Feb 20, 2015 05:07 PM EST
(Photo : Roger Tabor (USFWS)) Juvenile rainbow trout are most susceptible to Coldwater Disease, growing lethargic with bulging eyes and little appetite before dying.

So let's talk about toxins... and fish. They normally don't go together. In fact, most living things would prefer to avoid living near toxins. However, at times they can be very helpful, as shown in a recent strategy to help protect the beautiful rainbow trout against Coldwater Disease.

A great deal of toxins, of course, come from industry and pollution. However, there are a whopping number of natural toxins as well, the majority of which can be found in powerful venoms and even produced by microbial life going to war.

Microcystin, for instance, is a cyanotoxin that is produced by blue-green algae when it's undergoing certain processes or is under stress. This is what makes the harmful algae blooms that you hear about every summer so dangerous.

Now a study published in the journal Applied and Environmental Microbiology is proposing that experts could trigger toxin releases in the microbes found in rainbow trout - not to harm the fish, but to help fight off a bacterial infection that is currently killing up to 30 percent of hatchery stock across the United States, taking a big chunk out of a $13.7 billion industry.

"Coldwater Disease is the number one bacterial illness affecting US trout aquaculture and to a lesser extent Coho salmon," researcher Douglas Call recently explained in a statement. "Once an outbreak starts, the only way we've had to treat it has been with antibiotics."

"The problem with antibiotics is that they can lead to bacterial resistance and also contaminate the water and soil," he added. "Only two antibiotics are approved for use and one, florfenicol, is particularly nasty and persists in the environment for a very long time."

The scientist proposes that instead of introducing new antibiotics, we could simply trigger microbes found naturally in the fishes' guts to fight the disease for us. That's where probiotics can play their part. Broadly speaking, these are bacteria and other microbial life that are good for you, like the balanced community of microbes that reside in the human gut.

Kenneth Cain, who was also involved in the study, recently discovered the trout probiotic C6-6 can produce a toxin it normally would use in turf wars with competing microbes. He and his colleagues found that this toxin could kill Flavobacterium psychrophilum, the parasitic cause of Coldwater Disease. (Scroll to read on...)

(Photo : Shelly Hanks, WSU) Trout food coated with a coldwater disease-fighting probiotic developed by Cain and Call.

This was after repeated field trials, as part of a larger 15-year study, showed that fewer fish were dying from Coldwater when boasting large populations of C6-6.

"We found C6-6 produces a toxic protein called an entericidin which inhibits the Coldwater bacteria," Cain said. "It could also present new opportunities for treatments against closely related pathogens."

The researcher and his colleagues added that the greatest benefit of this approach is that it's also inexpensive.

As things stand, "it costs the Idaho trout farm industry and Washington aquaculture facilities over $10 million each year to combat Coldwater Disease [with antibiotics]," Cain explained.

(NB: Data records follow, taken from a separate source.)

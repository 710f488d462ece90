//! Common transport-layer types shared between the snapshot server and the frontend.
//! These structs mirror the analytics API payloads so the dashboard can
//! deserialize responses without duplicating shapes.

mod forecast;
mod graph;
mod health;
pub mod timestamp;

pub use forecast::{ConfidenceInterval, ForecastPayload, ForecastResponse, HistoryEntry};
pub use graph::GraphResponse;
pub use health::{ExecutiveResponse, HealthResponse, ImpactResponse, DEFAULT_EXECUTIVE_SUMMARY};

use serde::{Deserialize, Serialize};
use utoipa::ToSchema;

/// Error payload returned by the snapshot server.
#[derive(Debug, Clone, Serialize, Deserialize, ToSchema, PartialEq)]
pub struct ErrorResponse {
    /// Error message
    pub error: String,
    /// Error code
    pub code: String,
    /// Success flag (always false for errors)
    pub success: bool,
}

However, "the bacteria that produce the entericidin are fast growing, cheap to produce and easy to put on food for the fish - all the attributes of an ideal preventative treatment."

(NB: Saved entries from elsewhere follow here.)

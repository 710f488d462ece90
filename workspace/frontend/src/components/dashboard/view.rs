use yew::prelude::*;

use crate::components::executive::ExecutivePanel;
use crate::components::forecast::ForecastPanel;
use crate::components::health::HealthGauge;

#[function_component(Dashboard)]
pub fn dashboard() -> Html {
    html! {
        <div class="min-h-screen bg-slate-950 text-white p-8 space-y-10">
            <h1 class="text-3xl font-bold tracking-tight">{"SELF-EVOLVING SOFTWARE"}</h1>
            <div class="grid grid-cols-1 md:grid-cols-2 gap-8">
                <HealthGauge />
                <ExecutivePanel />
            </div>
            <ForecastPanel />
        </div>
    }
}
pub mod axis;
pub mod curve;
pub mod error;
pub mod gauge;
pub mod hover;
pub mod layout;
pub mod metrics;
pub mod scale;
pub mod scene;
pub mod series;
pub mod svg;
pub mod timeline;

#[cfg(test)]
mod testing;

pub use error::{ChartError, Result};
pub use hover::{Focus, HoverEvent, HoverState, HoverTracker, Tooltip};
pub use layout::{ChartConfig, Dimensions, Margins};
pub use metrics::{ForecastMetrics, ForecastResult, Trend, Volatility, VolatilityClass};
pub use scene::{Primitive, Role, Scene};
pub use timeline::{derive, TimelineModel, TimelineSummary, TimelineView};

Thanks to the discovery of the C6-6 produced toxin, Call said he is hopeful for regulatory approval and commercial licensing of the probiotic as well - a boon for experts concerned about things like widespread antibiotic resistance.

"If C6-6 is as effective as our research is showing," he added, "it will reduce disease losses for fish producers, improve animal welfare and reduce the demand for antibiotics in aquaculture."